● **WORK INSTRUCTION**
Give again, word for word, each line below starting at the one that contains "pub const MAX_RETRY_ATTEMPTS: u32 = 3;" and ending at the one that contains "-> Sse<impl Stream<Item".

● **EXCERPTED DATA**
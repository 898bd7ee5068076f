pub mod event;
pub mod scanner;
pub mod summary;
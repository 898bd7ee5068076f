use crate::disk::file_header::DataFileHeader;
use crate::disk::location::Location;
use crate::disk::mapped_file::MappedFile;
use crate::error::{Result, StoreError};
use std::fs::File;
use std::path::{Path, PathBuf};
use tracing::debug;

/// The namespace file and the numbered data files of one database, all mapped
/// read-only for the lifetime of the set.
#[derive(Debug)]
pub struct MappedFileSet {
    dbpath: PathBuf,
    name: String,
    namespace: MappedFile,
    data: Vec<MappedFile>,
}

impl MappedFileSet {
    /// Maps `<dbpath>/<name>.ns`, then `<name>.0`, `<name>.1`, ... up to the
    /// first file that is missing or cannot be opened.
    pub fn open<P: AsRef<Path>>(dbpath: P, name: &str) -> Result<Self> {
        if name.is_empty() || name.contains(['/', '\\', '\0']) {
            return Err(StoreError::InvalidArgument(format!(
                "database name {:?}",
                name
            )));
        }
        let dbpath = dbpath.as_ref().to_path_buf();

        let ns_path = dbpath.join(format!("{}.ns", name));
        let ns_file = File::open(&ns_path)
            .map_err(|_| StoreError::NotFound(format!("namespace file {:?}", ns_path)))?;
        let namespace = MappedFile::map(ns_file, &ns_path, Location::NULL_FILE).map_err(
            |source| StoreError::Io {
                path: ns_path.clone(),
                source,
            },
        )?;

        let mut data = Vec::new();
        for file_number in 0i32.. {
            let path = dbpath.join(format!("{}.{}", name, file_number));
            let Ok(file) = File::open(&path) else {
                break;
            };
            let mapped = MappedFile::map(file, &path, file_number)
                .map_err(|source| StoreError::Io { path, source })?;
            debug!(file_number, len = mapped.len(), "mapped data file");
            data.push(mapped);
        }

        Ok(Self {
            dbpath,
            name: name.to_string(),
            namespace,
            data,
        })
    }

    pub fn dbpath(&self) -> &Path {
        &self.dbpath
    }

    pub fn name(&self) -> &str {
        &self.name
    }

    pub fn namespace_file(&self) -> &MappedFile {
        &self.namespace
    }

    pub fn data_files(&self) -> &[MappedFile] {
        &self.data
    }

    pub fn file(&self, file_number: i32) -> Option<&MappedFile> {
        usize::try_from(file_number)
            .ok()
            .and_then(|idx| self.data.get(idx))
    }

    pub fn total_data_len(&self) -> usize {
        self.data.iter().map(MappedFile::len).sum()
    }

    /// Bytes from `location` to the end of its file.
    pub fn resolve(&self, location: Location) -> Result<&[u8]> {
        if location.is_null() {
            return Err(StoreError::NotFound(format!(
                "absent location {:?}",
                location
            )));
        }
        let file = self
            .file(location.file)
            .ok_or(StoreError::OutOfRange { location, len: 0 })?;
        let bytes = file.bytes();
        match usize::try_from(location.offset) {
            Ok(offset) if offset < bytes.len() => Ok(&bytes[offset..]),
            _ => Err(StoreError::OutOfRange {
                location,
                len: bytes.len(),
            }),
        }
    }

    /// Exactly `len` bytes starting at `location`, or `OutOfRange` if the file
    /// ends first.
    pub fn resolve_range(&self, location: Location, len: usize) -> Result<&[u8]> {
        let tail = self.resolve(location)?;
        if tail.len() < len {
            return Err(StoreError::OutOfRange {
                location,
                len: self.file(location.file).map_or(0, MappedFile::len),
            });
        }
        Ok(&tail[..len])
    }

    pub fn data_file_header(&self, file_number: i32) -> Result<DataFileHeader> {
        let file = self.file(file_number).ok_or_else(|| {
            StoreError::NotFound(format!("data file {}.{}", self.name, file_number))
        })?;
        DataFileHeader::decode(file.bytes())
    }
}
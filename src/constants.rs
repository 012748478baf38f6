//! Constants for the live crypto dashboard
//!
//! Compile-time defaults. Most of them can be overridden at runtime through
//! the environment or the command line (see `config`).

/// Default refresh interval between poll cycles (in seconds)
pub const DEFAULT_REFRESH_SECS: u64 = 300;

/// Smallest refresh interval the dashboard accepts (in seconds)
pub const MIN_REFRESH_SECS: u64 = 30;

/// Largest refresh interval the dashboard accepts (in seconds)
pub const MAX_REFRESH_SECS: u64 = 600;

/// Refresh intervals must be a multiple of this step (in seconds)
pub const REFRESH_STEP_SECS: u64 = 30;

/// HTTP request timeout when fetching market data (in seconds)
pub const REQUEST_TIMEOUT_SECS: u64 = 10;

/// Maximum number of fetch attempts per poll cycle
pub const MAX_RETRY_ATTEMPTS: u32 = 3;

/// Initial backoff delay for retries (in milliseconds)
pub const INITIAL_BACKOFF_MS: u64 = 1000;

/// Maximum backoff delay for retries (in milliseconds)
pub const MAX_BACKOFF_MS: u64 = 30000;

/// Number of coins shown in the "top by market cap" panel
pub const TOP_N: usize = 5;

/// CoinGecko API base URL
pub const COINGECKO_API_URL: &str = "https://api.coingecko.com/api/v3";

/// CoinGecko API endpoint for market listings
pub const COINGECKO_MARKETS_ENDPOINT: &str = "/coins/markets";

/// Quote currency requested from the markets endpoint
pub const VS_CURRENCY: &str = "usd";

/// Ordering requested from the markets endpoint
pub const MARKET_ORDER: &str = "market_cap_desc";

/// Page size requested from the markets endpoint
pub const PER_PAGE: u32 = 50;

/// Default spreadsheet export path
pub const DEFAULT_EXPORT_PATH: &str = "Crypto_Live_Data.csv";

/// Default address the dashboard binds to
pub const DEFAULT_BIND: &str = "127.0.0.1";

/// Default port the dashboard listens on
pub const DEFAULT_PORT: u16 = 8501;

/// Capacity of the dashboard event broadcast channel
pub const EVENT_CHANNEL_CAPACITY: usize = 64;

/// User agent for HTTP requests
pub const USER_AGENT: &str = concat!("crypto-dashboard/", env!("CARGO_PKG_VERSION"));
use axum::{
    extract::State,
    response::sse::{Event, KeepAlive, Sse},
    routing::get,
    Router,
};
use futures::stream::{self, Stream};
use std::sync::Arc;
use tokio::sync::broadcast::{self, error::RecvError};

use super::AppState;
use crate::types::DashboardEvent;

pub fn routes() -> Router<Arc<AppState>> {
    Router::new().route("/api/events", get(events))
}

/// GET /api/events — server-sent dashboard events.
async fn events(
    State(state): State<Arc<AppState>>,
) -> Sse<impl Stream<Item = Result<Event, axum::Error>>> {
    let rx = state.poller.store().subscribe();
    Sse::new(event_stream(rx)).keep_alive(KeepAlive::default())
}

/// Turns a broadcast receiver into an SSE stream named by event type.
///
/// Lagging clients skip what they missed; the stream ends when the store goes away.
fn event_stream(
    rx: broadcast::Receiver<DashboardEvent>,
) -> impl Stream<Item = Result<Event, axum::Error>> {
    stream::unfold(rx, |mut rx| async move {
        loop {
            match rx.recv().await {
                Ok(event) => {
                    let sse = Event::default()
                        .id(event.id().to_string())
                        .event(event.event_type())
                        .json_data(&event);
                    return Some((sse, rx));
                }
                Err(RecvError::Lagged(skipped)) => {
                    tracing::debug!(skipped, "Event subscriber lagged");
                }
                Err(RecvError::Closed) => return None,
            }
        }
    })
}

● **RESPONSE BELOW**
pub const MAX_RETRY_ATTEMPTS: u32 = 3;

/// Initial backoff delay for retries (in milliseconds)
pub const INITIAL_BACKOFF_MS: u64 = 1000;

/// Maximum backoff delay for retries (in milliseconds)
pub const MAX_BACKOFF_MS: u64 = 30000;

/// Number of coins shown in the "top by market cap" panel
pub const TOP_N: usize = 5;

/// CoinGecko API base URL
pub const COINGECKO_API_URL: &str = "https://api.coingecko.com/api/v3";

/// CoinGecko API endpoint for market listings
pub const COINGECKO_MARKETS_ENDPOINT: &str = "/coins/markets";

/// Quote currency requested from the markets endpoint
pub const VS_CURRENCY: &str = "usd";

/// Ordering requested from the markets endpoint
pub const MARKET_ORDER: &str = "market_cap_desc";

/// Page size requested from the markets endpoint
pub const PER_PAGE: u32 = 50;

/// Default spreadsheet export path
pub const DEFAULT_EXPORT_PATH: &str = "Crypto_Live_Data.csv";

/// Default address the dashboard binds to
pub const DEFAULT_BIND: &str = "127.0.0.1";

/// Default port the dashboard listens on
pub const DEFAULT_PORT: u16 = 8501;

/// Capacity of the dashboard event broadcast channel
pub const EVENT_CHANNEL_CAPACITY: usize = 64;

/// User agent for HTTP requests
pub const USER_AGENT: &str = concat!("crypto-dashboard/", env!("CARGO_PKG_VERSION"));
use axum::{
    extract::State,
    response::sse::{Event, KeepAlive, Sse},
    routing::get,
    Router,
};
use futures::stream::{self, Stream};
use std::sync::Arc;
use tokio::sync::broadcast::{self, error::RecvError};

use super::AppState;
use crate::types::DashboardEvent;

pub fn routes() -> Router<Arc<AppState>> {
    Router::new().route("/api/events", get(events))
}

/// GET /api/events — server-sent dashboard events.
async fn events(
    State(state): State<Arc<AppState>>,
) -> Sse<impl Stream<Item = Result<Event, axum::Error>>> {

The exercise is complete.